From the Archives: Exclusive interview with Alexander Payne following the success of “Sideways”
©by Leo Adam Biga
Origiinally published in The Reader (www.thereader.com)
Even before Alexander Payne’s Sideways premiered September 13 to ecstatic reviews at the Toronto International Film Festival, where he soaked up the accolades, it was hailed as a refreshing change from an artist whose previous harsh satires (Citizen Ruth, Election, About Schmidt) made you squirm as much as laugh.
Sideways, whose national release launched on October 27, marks a departure for Payne in two ways. For the first time in his feature career, he left behind Nebraska’s familiar confines to cast his sardonic gaze elsewhere. Using as a starting point Rex Pickett’s unpublished novel of the same name, Payne and writing partner Jim Taylor found the book’s central California wine country the perfect setting and context for a story about love. Yes, love. Love of wine. Love of self. Platonic love. Brotherly love. Romantic love. Ah, love. It’s something in short supply in Payne’s earlier films, where emotions are savaged and relationships discarded.
After Toronto came the New York Film Festival where Sideways was the official closing night selection on October 17. Payne said he was “very happy” with the prestigious NYFF closing night slot. A darling of the NYFF, where About Schmidt was accorded opening night honors in 2001, Payne is being feted like the star he is in the international film community. In a statement announcing the program, festival chairman and Film Society of Lincoln Center program director Richard Pena said: “Even with now just four films to his credit, Alexander Payne has established himself as a major voice in contemporary American cinema. I can’t think of another filmmaker working today who is able to create characters as complex, as contradictory and as richly human.”
The early warm reception for Sideways, a Fox Searchlight release, bodes well for its commercial potential. The Hollywood buzz says Oscar nods are in store for Payne and star Paul Giamatti. Payne thinks audiences and critics are responding to the evolutionary process he takes with his work. Having returned from the highs of Toronto and New York, he is now preparing to write a new project that promises to be “current and political.”

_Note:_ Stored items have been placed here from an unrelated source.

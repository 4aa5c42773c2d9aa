//! Session-scoped lookup caching using Moka.
//!
//! An editing session fetches each collaborator listing once and keeps it
//! until [`SessionLookups::invalidate_all`] is called.

use std::sync::Arc;

use moka::sync::Cache;
use storebooks_shared::types::{CompanyId, StoreId};
use tracing::debug;

use super::account::AccountCatalog;
use super::lookup::{CashLocation, Counterparty, LookupError, LookupSource, ReferenceData, Store};

/// Maximum number of store-scoped cash location listings kept per session.
const LOCATION_CACHE_CAPACITY: u64 = 64;

/// Listings cached for one company during one editing session.
#[derive(Clone)]
pub struct SessionLookups {
    source: Arc<dyn LookupSource>,
    company_id: CompanyId,
    catalog: Cache<CompanyId, Arc<AccountCatalog>>,
    stores: Cache<CompanyId, Arc<Vec<Store>>>,
    cash_locations: Cache<Option<StoreId>, Arc<Vec<CashLocation>>>,
    counterparties: Cache<CompanyId, Arc<Vec<Counterparty>>>,
}

impl SessionLookups {
    /// Creates an empty cache over `source` for `company_id`.
    #[must_use]
    pub fn new(source: Arc<dyn LookupSource>, company_id: CompanyId) -> Self {
        Self {
            source,
            company_id,
            catalog: Cache::new(1),
            stores: Cache::new(1),
            cash_locations: Cache::new(LOCATION_CACHE_CAPACITY),
            counterparties: Cache::new(1),
        }
    }

    /// Company this session reads for.
    #[must_use]
    pub fn company_id(&self) -> CompanyId {
        self.company_id
    }

    /// Returns the account catalog, fetching it on first use.
    ///
    /// # Errors
    ///
    /// Returns the source's error; failures are not cached.
    pub async fn catalog(&self) -> Result<Arc<AccountCatalog>, LookupError> {
        if let Some(catalog) = self.catalog.get(&self.company_id) {
            return Ok(catalog);
        }

        let accounts = self.source.accounts(self.company_id).await?;
        debug!(company_id = %self.company_id, count = accounts.len(), "Fetched account catalog");
        let catalog = Arc::new(AccountCatalog::new(accounts));
        self.catalog.insert(self.company_id, Arc::clone(&catalog));
        Ok(catalog)
    }

    /// Returns the company's stores, fetching them on first use.
    ///
    /// # Errors
    ///
    /// Returns the source's error; failures are not cached.
    pub async fn stores(&self) -> Result<Arc<Vec<Store>>, LookupError> {
        if let Some(stores) = self.stores.get(&self.company_id) {
            return Ok(stores);
        }

        let stores = Arc::new(self.source.stores(self.company_id).await?);
        self.stores.insert(self.company_id, Arc::clone(&stores));
        Ok(stores)
    }

    /// Builds the reference snapshot for validating lines of `store_id`.
    ///
    /// # Errors
    ///
    /// Returns the source's error; failures are not cached.
    pub async fn reference_data(
        &self,
        store_id: Option<StoreId>,
    ) -> Result<ReferenceData, LookupError> {
        let locations = self.cash_locations(store_id).await?;
        let counterparties = self.counterparties().await?;
        Ok(ReferenceData::new(
            locations.as_ref().clone(),
            counterparties.as_ref().clone(),
        ))
    }

    async fn cash_locations(
        &self,
        store_id: Option<StoreId>,
    ) -> Result<Arc<Vec<CashLocation>>, LookupError> {
        if let Some(locations) = self.cash_locations.get(&store_id) {
            return Ok(locations);
        }

        let locations = Arc::new(self.source.cash_locations(self.company_id, store_id).await?);
        debug!(
            company_id = %self.company_id,
            store_id = ?store_id,
            count = locations.len(),
            "Fetched cash locations"
        );
        self.cash_locations.insert(store_id, Arc::clone(&locations));
        Ok(locations)
    }

    async fn counterparties(&self) -> Result<Arc<Vec<Counterparty>>, LookupError> {
        if let Some(counterparties) = self.counterparties.get(&self.company_id) {
            return Ok(counterparties);
        }

        let counterparties = Arc::new(self.source.counterparties(self.company_id).await?);
        self.counterparties
            .insert(self.company_id, Arc::clone(&counterparties));
        Ok(counterparties)
    }

    /// Drops every cached listing; the next call refetches.
    pub fn invalidate_all(&self) {
        self.catalog.invalidate_all();
        self.stores.invalidate_all();
        self.cash_locations.invalidate_all();
        self.counterparties.invalidate_all();
    }
}
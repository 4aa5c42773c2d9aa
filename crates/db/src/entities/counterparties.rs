//! `SeaORM` Entity for counterparties table.

use sea_orm::entity::prelude::*;
use serde::{Deserialize, Serialize};

#[derive(Clone, Debug, PartialEq, DeriveEntityModel, Eq, Serialize, Deserialize)]
#[sea_orm(table_name = "counterparties")]
pub struct Model {
    #[sea_orm(primary_key, auto_increment = false)]
    pub id: Uuid,
    pub company_id: Uuid,
    pub name: String,
    pub is_internal: bool,
    pub linked_company_id: Option<Uuid>,
    pub created_at: DateTimeWithTimeZone,
}

#[derive(Copy, Clone, Debug, EnumIter, DeriveRelation)]
pub enum Relation {
    #[sea_orm(
        belongs_to = "super::companies::Entity",
        from = "Column::CompanyId",
        to = "super::companies::Column::Id"
    )]
    Companies,
}

impl Related<super::companies::Entity> for Entity {
    fn to() -> RelationDef {
        Relation::Companies.def()
    }
}

impl ActiveModelBehavior for ActiveModel {}
//! `SeaORM` Entity for stores table.

use sea_orm::entity::prelude::*;
use serde::{Deserialize, Serialize};

#[derive(Clone, Debug, PartialEq, DeriveEntityModel, Eq, Serialize, Deserialize)]
#[sea_orm(table_name = "stores")]
pub struct Model {
    #[sea_orm(primary_key, auto_increment = false)]
    pub id: Uuid,
    pub company_id: Uuid,
    pub name: String,
    pub created_at: DateTimeWithTimeZone,
}

#[derive(Copy, Clone, Debug, EnumIter, DeriveRelation)]
pub enum Relation {
    #[sea_orm(
        belongs_to = "super::companies::Entity",
        from = "Column::CompanyId",
        to = "super::companies::Column::Id"
    )]
    Companies,
    #[sea_orm(has_many = "super::cash_locations::Entity")]
    CashLocations,
}

impl Related<super::companies::Entity> for Entity {
    fn to() -> RelationDef {
        Relation::Companies.def()
    }
}

impl Related<super::cash_locations::Entity> for Entity {
    fn to() -> RelationDef {
        Relation::CashLocations.def()
    }
}

impl ActiveModelBehavior for ActiveModel {}
//! Initial database migration.
//!
//! Creates enums, reference tables, journal tables and their extension
//! sub-records.

use sea_orm_migration::prelude::*;

#[derive(DeriveMigrationName)]
pub struct Migration;

#[async_trait::async_trait]
impl MigrationTrait for Migration {
    async fn up(&self, manager: &SchemaManager) -> Result<(), DbErr> {
        let db = manager.get_connection();

        // ============================================================
        // PART 1: ENUMS
        // ============================================================
        db.execute_unprepared(ENUMS_SQL).await?;

        // ============================================================
        // PART 2: REFERENCE DATA
        // ============================================================
        db.execute_unprepared(COMPANIES_SQL).await?;
        db.execute_unprepared(STORES_SQL).await?;
        db.execute_unprepared(ACCOUNTS_SQL).await?;
        db.execute_unprepared(CASH_LOCATIONS_SQL).await?;
        db.execute_unprepared(COUNTERPARTIES_SQL).await?;

        // ============================================================
        // PART 3: JOURNAL
        // ============================================================
        db.execute_unprepared(JOURNAL_ENTRIES_SQL).await?;
        db.execute_unprepared(JOURNAL_LINES_SQL).await?;

        // ============================================================
        // PART 4: LINE EXTENSIONS
        // ============================================================
        db.execute_unprepared(LINE_EXTENSIONS_SQL).await?;

        Ok(())
    }

    async fn down(&self, manager: &SchemaManager) -> Result<(), DbErr> {
        let db = manager.get_connection();
        db.execute_unprepared(DROP_ALL_SQL).await?;
        Ok(())
    }
}

// ============================================================
// SQL CONSTANTS
// ============================================================

const ENUMS_SQL: &str = r"
CREATE TYPE account_type AS ENUM ('asset', 'liability', 'equity', 'income', 'expense');

CREATE TYPE category_tag AS ENUM ('cash', 'payable', 'receivable', 'fixed_asset');

CREATE TYPE location_type AS ENUM ('cash', 'vault', 'bank');

CREATE TYPE entry_status AS ENUM ('draft', 'posted');

CREATE TYPE debt_direction AS ENUM ('receivable', 'payable');

CREATE TYPE debt_category AS ENUM ('trade', 'loan', 'other');

CREATE TYPE depreciation_method AS ENUM (
    'straight_line',
    'declining_balance',
    'double_declining'
);
";

const COMPANIES_SQL: &str = r"
CREATE TABLE companies (
    id UUID PRIMARY KEY,
    name VARCHAR(255) NOT NULL,
    created_at TIMESTAMPTZ NOT NULL DEFAULT now()
);
";

const STORES_SQL: &str = r"
CREATE TABLE stores (
    id UUID PRIMARY KEY,
    company_id UUID NOT NULL REFERENCES companies(id) ON DELETE CASCADE,
    name VARCHAR(255) NOT NULL,
    created_at TIMESTAMPTZ NOT NULL DEFAULT now(),
    UNIQUE (company_id, name)
);
";

const ACCOUNTS_SQL: &str = r"
CREATE TABLE accounts (
    id UUID PRIMARY KEY,
    company_id UUID NOT NULL REFERENCES companies(id) ON DELETE CASCADE,
    name VARCHAR(255) NOT NULL,
    account_type account_type NOT NULL,
    category_tag category_tag,
    created_at TIMESTAMPTZ NOT NULL DEFAULT now(),
    UNIQUE (company_id, name)
);

CREATE INDEX idx_accounts_company ON accounts(company_id);
";

const CASH_LOCATIONS_SQL: &str = r"
CREATE TABLE cash_locations (
    id UUID PRIMARY KEY,
    company_id UUID NOT NULL REFERENCES companies(id) ON DELETE CASCADE,
    store_id UUID REFERENCES stores(id) ON DELETE CASCADE,
    name VARCHAR(255) NOT NULL,
    location_type location_type NOT NULL,
    created_at TIMESTAMPTZ NOT NULL DEFAULT now()
);

CREATE INDEX idx_cash_locations_company_store ON cash_locations(company_id, store_id);
";

const COUNTERPARTIES_SQL: &str = r"
CREATE TABLE counterparties (
    id UUID PRIMARY KEY,
    company_id UUID NOT NULL REFERENCES companies(id) ON DELETE CASCADE,
    name VARCHAR(255) NOT NULL,
    is_internal BOOLEAN NOT NULL DEFAULT false,
    linked_company_id UUID REFERENCES companies(id),
    created_at TIMESTAMPTZ NOT NULL DEFAULT now(),
    CONSTRAINT chk_internal_link CHECK (is_internal OR linked_company_id IS NULL)
);

CREATE INDEX idx_counterparties_company ON counterparties(company_id);
";

const JOURNAL_ENTRIES_SQL: &str = r"
CREATE TABLE journal_entries (
    id UUID PRIMARY KEY,
    company_id UUID NOT NULL REFERENCES companies(id) ON DELETE CASCADE,
    store_id UUID REFERENCES stores(id),
    entry_date DATE NOT NULL,
    description TEXT NOT NULL,
    counterparty_id UUID REFERENCES counterparties(id),
    cash_location_id UUID REFERENCES cash_locations(id),
    counterparty_cash_location_id UUID REFERENCES cash_locations(id),
    base_amount NUMERIC(19, 4) NOT NULL,
    status entry_status NOT NULL DEFAULT 'draft',
    idempotency_key UUID NOT NULL UNIQUE,
    created_by UUID NOT NULL,
    created_at TIMESTAMPTZ NOT NULL DEFAULT now(),
    updated_at TIMESTAMPTZ NOT NULL DEFAULT now(),
    CONSTRAINT chk_base_amount CHECK (base_amount >= 0)
);

CREATE INDEX idx_journal_entries_company_date ON journal_entries(company_id, entry_date);
CREATE INDEX idx_journal_entries_drafts ON journal_entries(company_id, updated_at) WHERE status = 'draft';
";

const JOURNAL_LINES_SQL: &str = r"
CREATE TABLE journal_lines (
    id UUID PRIMARY KEY,
    journal_entry_id UUID NOT NULL REFERENCES journal_entries(id) ON DELETE CASCADE,
    line_no INTEGER NOT NULL,
    account_id UUID NOT NULL REFERENCES accounts(id),
    description TEXT NOT NULL DEFAULT '',
    debit NUMERIC(19, 4) NOT NULL DEFAULT 0,
    credit NUMERIC(19, 4) NOT NULL DEFAULT 0,
    created_at TIMESTAMPTZ NOT NULL DEFAULT now(),
    UNIQUE (journal_entry_id, line_no),
    CONSTRAINT chk_amounts_non_negative CHECK (debit >= 0 AND credit >= 0)
);

CREATE INDEX idx_journal_lines_account ON journal_lines(account_id);
";

const LINE_EXTENSIONS_SQL: &str = r"
CREATE TABLE journal_line_cash (
    journal_line_id UUID PRIMARY KEY REFERENCES journal_lines(id) ON DELETE CASCADE,
    cash_location_id UUID NOT NULL REFERENCES cash_locations(id)
);

CREATE TABLE journal_line_debts (
    journal_line_id UUID PRIMARY KEY REFERENCES journal_lines(id) ON DELETE CASCADE,
    direction debt_direction NOT NULL,
    category debt_category NOT NULL,
    issue_date DATE NOT NULL,
    due_date DATE NOT NULL,
    interest_rate NUMERIC(7, 4) NOT NULL DEFAULT 0,
    interest_account_id UUID REFERENCES accounts(id),
    interest_due_day SMALLINT,
    counterparty_id UUID NOT NULL REFERENCES counterparties(id),
    linked_store_id UUID REFERENCES stores(id),
    counterparty_cash_location_id UUID REFERENCES cash_locations(id)
);

CREATE TABLE journal_line_fixed_assets (
    journal_line_id UUID PRIMARY KEY REFERENCES journal_lines(id) ON DELETE CASCADE,
    asset_name VARCHAR(255) NOT NULL,
    acquisition_date DATE NOT NULL,
    acquisition_cost NUMERIC(19, 4) NOT NULL,
    useful_life_years INTEGER NOT NULL,
    salvage_value NUMERIC(19, 4) NOT NULL DEFAULT 0,
    depreciation_method depreciation_method NOT NULL
);
";

const DROP_ALL_SQL: &str = r"
DROP TABLE IF EXISTS journal_line_fixed_assets CASCADE;
DROP TABLE IF EXISTS journal_line_debts CASCADE;
DROP TABLE IF EXISTS journal_line_cash CASCADE;
DROP TABLE IF EXISTS journal_lines CASCADE;
DROP TABLE IF EXISTS journal_entries CASCADE;
DROP TABLE IF EXISTS counterparties CASCADE;
DROP TABLE IF EXISTS cash_locations CASCADE;
DROP TABLE IF EXISTS accounts CASCADE;
DROP TABLE IF EXISTS stores CASCADE;
DROP TABLE IF EXISTS companies CASCADE;

DROP TYPE IF EXISTS depreciation_method;
DROP TYPE IF EXISTS debt_category;
DROP TYPE IF EXISTS debt_direction;
DROP TYPE IF EXISTS entry_status;
DROP TYPE IF EXISTS location_type;
DROP TYPE IF EXISTS category_tag;
DROP TYPE IF EXISTS account_type;
";
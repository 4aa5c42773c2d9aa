//! `SeaORM` Entity for cash_locations table.

use sea_orm::entity::prelude::*;
use serde::{Deserialize, Serialize};

use super::sea_orm_active_enums::LocationType;

#[derive(Clone, Debug, PartialEq, DeriveEntityModel, Eq, Serialize, Deserialize)]
#[sea_orm(table_name = "cash_locations")]
pub struct Model {
    #[sea_orm(primary_key, auto_increment = false)]
    pub id: Uuid,
    pub company_id: Uuid,
    pub store_id: Option<Uuid>,
    pub name: String,
    pub location_type: LocationType,
    pub created_at: DateTimeWithTimeZone,
}

#[derive(Copy, Clone, Debug, EnumIter, DeriveRelation)]
pub enum Relation {
    #[sea_orm(
        belongs_to = "super::stores::Entity",
        from = "Column::StoreId",
        to = "super::stores::Column::Id"
    )]
    Stores,
}

impl Related<super::stores::Entity> for Entity {
    fn to() -> RelationDef {
        Relation::Stores.def()
    }
}

impl ActiveModelBehavior for ActiveModel {}
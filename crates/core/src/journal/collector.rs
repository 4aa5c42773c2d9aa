//! Gathers each line's base fields and its active extension.

use rust_decimal::Decimal;
use storebooks_shared::types::AccountId;

use super::line::{JournalLineDraft, LineState};
use super::types::{
    CashDetail, DebtDetail, DebtTerms, DetailOrigin, EntryHeader, InternalLink, LineExtension,
};
use crate::catalog::CategoryTag;

/// Extension data the user started but could not be collected.
#[derive(Debug, Clone, Copy, PartialEq, Eq)]
pub enum Unresolved {
    /// Debt terms were edited but no counterparty was chosen.
    CounterpartyMissing,
}

/// A line ready for validation.
#[derive(Debug, Clone, PartialEq, Eq)]
pub struct CollectedLine {
    /// Position of the line in the editor (0-based).
    pub position: usize,
    /// Account of the line.
    pub account_id: AccountId,
    /// Category tag of the account.
    pub category: Option<CategoryTag>,
    /// Line memo.
    pub description: String,
    /// Debit amount.
    pub debit: Decimal,
    /// Credit amount.
    pub credit: Decimal,
    /// Active extension.
    pub extension: Option<LineExtension>,
    /// Origin of `extension`.
    pub origin: Option<DetailOrigin>,
    /// Extension data that could not become an extension.
    pub unresolved: Option<Unresolved>,
}

/// Reads editor lines into [`CollectedLine`]s.
#[derive(Debug, Clone, Copy)]
pub struct DetailsCollector {
    default_due_days: u32,
}

impl DetailsCollector {
    /// Creates a collector synthesizing debt terms due `default_due_days` after the entry date.
    #[must_use]
    pub fn new(default_due_days: u32) -> Self {
        Self { default_due_days }
    }

    /// Collects every line that has an account, keeping editor positions.
    #[must_use]
    pub fn collect(&self, header: &EntryHeader, lines: &[JournalLineDraft]) -> Vec<CollectedLine> {
        lines
            .iter()
            .enumerate()
            .filter_map(|(position, line)| self.collect_line(header, position, line))
            .collect()
    }

    /// Collects one line; `None` if it has no account.
    #[must_use]
    pub fn collect_line(
        &self,
        header: &EntryHeader,
        position: usize,
        line: &JournalLineDraft,
    ) -> Option<CollectedLine> {
        let account_id = line.account_id?;

        let mut extension = None;
        let mut origin = None;
        let mut unresolved = None;

        match line.state() {
            LineState::NoAccount | LineState::Generic => {}
            LineState::Cash { location } => {
                extension = location.map(|id| {
                    LineExtension::Cash(CashDetail {
                        cash_location_id: id,
                    })
                });
                origin = extension.as_ref().map(|_| DetailOrigin::UserEdited);
            }
            LineState::Debt {
                counterparty,
                link,
                terms,
            } => match (counterparty, terms) {
                (Some(counterparty), terms) => {
                    let (terms, detail_origin) = match terms {
                        Some(terms) => (terms.clone(), DetailOrigin::UserEdited),
                        None => (
                            DebtTerms::default_for(header.entry_date, self.default_due_days),
                            DetailOrigin::DefaultFallback,
                        ),
                    };
                    let link = if counterparty.is_internal {
                        *link
                    } else {
                        InternalLink::default()
                    };
                    extension = Some(LineExtension::Debt(DebtDetail::new(
                        terms,
                        counterparty.id,
                        link,
                    )));
                    origin = Some(detail_origin);
                }
                (None, Some(_)) => unresolved = Some(Unresolved::CounterpartyMissing),
                (None, None) => {}
            },
            LineState::FixedAsset { detail } => {
                extension = detail.clone().map(LineExtension::FixedAsset);
                origin = extension.as_ref().map(|_| DetailOrigin::UserEdited);
            }
        }

        Some(CollectedLine {
            position,
            account_id,
            category: line.category,
            description: line.description.clone(),
            debit: line.debit,
            credit: line.credit,
            extension,
            origin,
            unresolved,
        })
    }
}

#[cfg(test)]
mod tests {
    use super::*;
    use crate::catalog::{Account, AccountType, Counterparty};
    use crate::journal::types::{DebtCategory, DebtDirection};
    use chrono::NaiveDate;
    use rust_decimal_macros::dec;
    use storebooks_shared::types::{CashLocationId, CompanyId, CounterpartyId, StoreId, UserId};

    fn header() -> EntryHeader {
        EntryHeader {
            company_id: CompanyId::new(),
            store_id: Some(StoreId::new()),
            entry_date: NaiveDate::from_ymd_opt(2026, 4, 1).unwrap(),
            description: "Sale".to_string(),
            created_by: UserId::new(),
        }
    }

    fn line_with(tag: Option<CategoryTag>) -> JournalLineDraft {
        let mut line = JournalLineDraft::new();
        line.select_account(Some(&Account {
            id: AccountId::new(),
            name: "Account".to_string(),
            account_type: AccountType::Asset,
            category_tag: tag,
        }));
        line
    }

    fn counterparty(is_internal: bool) -> Counterparty {
        Counterparty {
            id: CounterpartyId::new(),
            company_id: CompanyId::new(),
            name: "Branch".to_string(),
            is_internal,
            linked_company_id: None,
        }
    }

    #[test]
    fn test_lines_without_account_are_skipped() {
        let mut cash = line_with(None);
        cash.set_amounts(dec!(100), dec!(0)).unwrap();
        let lines = vec![JournalLineDraft::new(), cash];

        let collected = DetailsCollector::new(30).collect(&header(), &lines);

        assert_eq!(collected.len(), 1);
        assert_eq!(collected[0].position, 1);
        assert_eq!(collected[0].debit, dec!(100));
    }

    #[test]
    fn test_cash_location_collected() {
        let mut line = line_with(Some(CategoryTag::Cash));
        let location = CashLocationId::new();
        line.set_cash_location(Some(location)).unwrap();

        let collected = DetailsCollector::new(30)
            .collect_line(&header(), 0, &line)
            .unwrap();

        assert_eq!(
            collected.extension,
            Some(LineExtension::Cash(CashDetail {
                cash_location_id: location
            }))
        );
        assert_eq!(collected.origin, Some(DetailOrigin::UserEdited));
    }

    #[test]
    fn test_default_debt_detail_synthesized() {
        let mut line = line_with(Some(CategoryTag::Payable));
        let party = counterparty(false);
        line.set_counterparty(Some(party.clone())).unwrap();

        let collected = DetailsCollector::new(45)
            .collect_line(&header(), 0, &line)
            .unwrap();
        let detail = collected.extension.as_ref().and_then(LineExtension::as_debt).unwrap();

        assert_eq!(collected.origin, Some(DetailOrigin::DefaultFallback));
        assert_eq!(detail.direction, DebtDirection::Receivable);
        assert_eq!(detail.category, DebtCategory::Trade);
        assert_eq!(detail.issue_date, NaiveDate::from_ymd_opt(2026, 4, 1).unwrap());
        assert_eq!(detail.due_date, NaiveDate::from_ymd_opt(2026, 5, 16).unwrap());
        assert_eq!(detail.counterparty_id, party.id);
    }

    #[test]
    fn test_internal_link_copied() {
        let mut line = line_with(Some(CategoryTag::Receivable));
        line.set_counterparty(Some(counterparty(true))).unwrap();
        let link = InternalLink {
            linked_store_id: Some(StoreId::new()),
            counterparty_cash_location_id: Some(CashLocationId::new()),
        };
        line.set_internal_link(link).unwrap();

        let collected = DetailsCollector::new(30)
            .collect_line(&header(), 0, &line)
            .unwrap();
        let detail = collected.extension.as_ref().and_then(LineExtension::as_debt).unwrap();

        assert_eq!(detail.linked_store_id, link.linked_store_id);
        assert_eq!(
            detail.counterparty_cash_location_id,
            link.counterparty_cash_location_id
        );
    }

    #[test]
    fn test_terms_without_counterparty_unresolved() {
        let mut line = line_with(Some(CategoryTag::Receivable));
        line.edit_debt_detail(DebtTerms::default_for(
            NaiveDate::from_ymd_opt(2026, 4, 1).unwrap(),
            30,
        ))
        .unwrap();

        let collected = DetailsCollector::new(30)
            .collect_line(&header(), 0, &line)
            .unwrap();

        assert_eq!(collected.extension, None);
        assert_eq!(collected.unresolved, Some(Unresolved::CounterpartyMissing));
    }
}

Humanism and Character-Driven
Leading film industry trade reviewers Todd McCarthy of Variety and Kirk Honeycutt of the Hollywood Reporter see in Sideways something Payne has strived for — a return to the character-driven movies he cut his teeth on. McCarthy wrote, “Moving away from his native Nebraska for the first time onto what proves to be even more fertile soil … Alexander Payne has single-handedly restored humanism as a force in American films.”
According to Honeycutt, Payne captures in his “hysterically funny yet melancholy comedy … subtle undertones of the great character movies of the 1970s and a delicate though strong finish that fills one with hope for its most forlorn characters.”
“If it’s true, that’s a nice thing for someone to say,” said Payne, whose intimate cinema explores the wreckage of ordinary people doing desperate things to reclaim their lost lives. His films are never just funny or dramatic. They are, like life, a mix.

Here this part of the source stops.